Adonnys Diniz: SALVEM OS MISTÉRIOS DA VIDA E O CANTO DAS FITAS DAS MARIAS


A ideia da saudade me pegou de cheio neste dezembro iluminado. Papai Noel a desfilar nas ruas, presentes e piscas-piscas a iluminar árvores natalinas, nas ruas e casas, todo um clima que anuncia o advento; os palcos de mpb e forró nas confraternizações em nome da tradição e tudo isso sob o olhar magnânimo da Virgem de Guadalupe que desfilou majestosamente no seu dia de glória pelas nossas ruas, também centenárias, nos trazendo esperanças e paz; mas esperança e saudades é o que veste-nos nestes dias de comércio e feiras agitados que faz ruborizar as faces pálidas e secas de um calor nordestino e escaldante nos olhos arregalados e arretados dos cabra da ‘mulesta’ que aqui habitaram e que hoje cobertos de grifes e suas modernidades, aparantados de kits festas que não podem faltar os famosos copos stanley’s e seus whisky’s nem sempre originais e cervejas famosas para delírio das selfies nas redes sociais e não esquecendo do tão famoso energético um misto de socialização e status é o que precisamos para sobreviver. Esse sim é o kit festa perfeito do novo ‘cabra da peste’, descolado de hoje. Mas num tempo não muito distante, aqui também, a linda Virgem Morena, Mãe Celeste das minorias, era brindada e reverenciada com os parques grandiosos à luz de grandes gambiarras que anunciava festa e no adro da catedral com as tão esperadas danças e folguedos natalinos. Era tudo um sonho. as escolas de excelências educativas traziam os seus pastoris, o auto de natal nordestino ou o presépio vivo do menino Deus, o reisado, dentre outros, para alegria cultural e religiosa da população, todos embalados de muitas músicas populares, cores, fitas e flores sobre o reflexo dos espelhos dos chapéus bem arrumados. Era uma festa popular que reverenciava o sagrado e que de forma popular e por vezes profanas, evidenciava cada vez mais as tradições natalinas com seus ritos e arte da maior grandeza espontânea da população que se aglomerava para assisti-los e aplaudi-los.

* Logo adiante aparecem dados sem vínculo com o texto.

//! Splitting a story into reader pages

/// Paragraphs per page used by the story reader
pub const PARAGRAPHS_PER_PAGE: usize = 2;

/// Split `text` on blank lines and group the paragraphs into pages
///
/// Empty paragraphs are dropped. A `paragraphs_per_page` of zero is
/// treated as one.
///
/// # Examples
///
/// ```
/// use storymagic::story::pages::paginate;
///
/// let pages = paginate("One.\n\nTwo.\n\n\n\nThree.", 2);
/// assert_eq!(pages, vec!["One.\n\nTwo.".to_string(), "Three.".to_string()]);
/// ```
pub fn paginate(text: &str, paragraphs_per_page: usize) -> Vec<String> {
    let per_page = paragraphs_per_page.max(1);
    let normalized = text.replace("\r\n", "\n");
    let paragraphs: Vec<&str> = normalized
        .split("\n\n")
        .map(str::trim)
        .filter(|p| !p.is_empty())
        .collect();

    paragraphs
        .chunks(per_page)
        .map(|chunk| chunk.join("\n\n"))
        .collect()
}
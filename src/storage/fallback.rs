//! Remote-first store with an in-memory fallback
//!
//! Every operation goes to the remote store when one is configured. If the
//! remote is unreachable or answers with a server error, the operation is
//! served from memory instead. Answers that carry meaning (duplicate email,
//! missing record, bad input) are returned as-is.
//!
//! Users read from the remote are mirrored into memory so that a later
//! write that degrades still finds its user and children.

use super::{MemoryStore, RemoteStore, StoryStore};
use crate::error::{Result, StoryMagicError};
use crate::metrics::record_storage_fallback;
use crate::models::{Child, NewChild, NewStory, NewUser, Story, Subscription, User};
use async_trait::async_trait;

/// [`StoryStore`] that degrades from [`RemoteStore`] to [`MemoryStore`]
#[derive(Debug, Clone)]
pub struct FallbackStore {
    remote: Option<RemoteStore>,
    memory: MemoryStore,
}

/// Run `$call` against the remote store, or against memory when the remote
/// is absent or unavailable
macro_rules! remote_first {
    ($self:ident, $op:literal, |$store:ident| $call:expr) => {{
        match &$self.remote {
            Some($store) => match $call.await {
                Err(e) if is_unavailable(&e) => {
                    tracing::warn!(
                        operation = $op,
                        "Remote store unavailable, using in-memory store: {}",
                        e
                    );
                    record_storage_fallback($op);
                    let $store = &$self.memory;
                    $call.await
                }
                other => other,
            },
            None => {
                let $store = &$self.memory;
                $call.await
            }
        }
    }};
}

/// Errors that mean the remote could not answer, as opposed to answering no
fn is_unavailable(err: &anyhow::Error) -> bool {
    match err.downcast_ref::<StoryMagicError>() {
        Some(StoryMagicError::Conflict(_))
        | Some(StoryMagicError::NotFound(_))
        | Some(StoryMagicError::Validation(_))
        | Some(StoryMagicError::InvalidPlan(_)) => false,
        _ => true,
    }
}

impl FallbackStore {
    /// Create a store; with `remote` set to `None` only memory is used
    pub fn new(remote: Option<RemoteStore>, memory: MemoryStore) -> Self {
        match &remote {
            Some(_) => tracing::info!("Using remote store with in-memory fallback"),
            None => tracing::warn!("No database configured, using in-memory store only"),
        }
        Self { remote, memory }
    }

    /// Whether a remote store is configured
    pub fn has_remote(&self) -> bool {
        self.remote.is_some()
    }

    /// The in-memory side of the store
    pub fn memory(&self) -> &MemoryStore {
        &self.memory
    }
}

#[async_trait]
impl StoryStore for FallbackStore {
    fn name(&self) -> &'static str {
        if self.remote.is_some() {
            "remote+memory"
        } else {
            "memory"
        }
    }

    async fn get_user_by_email(&self, email: &str) -> Result<Option<User>> {
        let user = remote_first!(self, "get_user_by_email", |store| store
            .get_user_by_email(email))?;
        if let (Some(_), Some(user)) = (&self.remote, &user) {
            self.memory.remember_user(user)?;
        }
        Ok(user)
    }

    async fn create_user(&self, new_user: NewUser) -> Result<User> {
        remote_first!(self, "create_user", |store| store.create_user(new_user.clone()))
    }

    async fn add_child(&self, user_id: &str, new_child: NewChild) -> Result<Child> {
        remote_first!(self, "add_child", |store| store
            .add_child(user_id, new_child.clone()))
    }

    async fn save_story(&self, new_story: NewStory) -> Result<Story> {
        remote_first!(self, "save_story", |store| store.save_story(new_story.clone()))
    }

    async fn increment_user_story_count(&self, user_id: &str) -> Result<u32> {
        remote_first!(self, "increment_user_story_count", |store| store
            .increment_user_story_count(user_id))
    }

    async fn increment_child_story_count(&self, child_id: &str) -> Result<u32> {
        remote_first!(self, "increment_child_story_count", |store| store
            .increment_child_story_count(child_id))
    }

    async fn update_subscription(
        &self,
        user_id: &str,
        subscription: &Subscription,
    ) -> Result<()> {
        remote_first!(self, "update_subscription", |store| store
            .update_subscription(user_id, subscription))
    }

    async fn list_stories(&self, user_id: &str) -> Result<Vec<Story>> {
        remote_first!(self, "list_stories", |store| store.list_stories(user_id))
    }
}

Ao longo do tempo essas tradições eram mantidas e estimuladas pelo poder público que vibrava com os acontecimentos, tinham o seu palco garantido durante todo o mês de dezembro, hoje com o advento do atropelo e falta de identidade cultural, constantemente vemos nossa história e tradição sendo expostas e cultivadas erroneamente, o que é um erro histórico, educativo e cultural imperdoável.
As bandas de pífano não mais anunciam o nascimento do menino Deus em seus cortejos de rua e suas visitas aos lares, levando a mensagem santa e os acalorados e animados reisados já não cantam nem dançam os seus volteios iluminados que contam a saga do menino anunciado. E os cordões floridos dos pastoril, onde andam e onde perderam-se e em que tempo finda?
O azul e o encarnado já não falam de seus dotes e diferenças, de suas alegrias e investimentos, da exaltação a sagrada família, de sua beleza feminina e pura das mais belas moças da nossa sociedade que encantavam a todos com talento e fluidez de suas performances ensaiadas a exaustão de uma perfeita coreografia de rigor e vasto legado europeu.
No teatro popular do nascimento do Menino Deus já não escutamos o galo a cantar, a estrela a deslizar nos fios em movimento e a vontade do povo de se emocionar.
Tudo isso perdeu-se no tempo e na história tradicional do nosso berço e polo cultural que sem o devido sustento em todo o seu aparato cultural nenhum grupo se mantém vivo e atuante. É papel primordial da gestão pública salvaguardar a honra de seus mestres populares; é obrigação da educação e da cultura manter viva, robusta e representativa sua arte de legado. E assim eu pergunto: Porque não o fazem? Por que a cada ano e ano transfere-se para o povo e a sociedade essa responsabilidade do fazer e incentivar o fazer cultural do seu povo? Onde e com quem aprender, onde anda seus registros, sua discografia?
E continuo a me perguntar. Não seria o contrário?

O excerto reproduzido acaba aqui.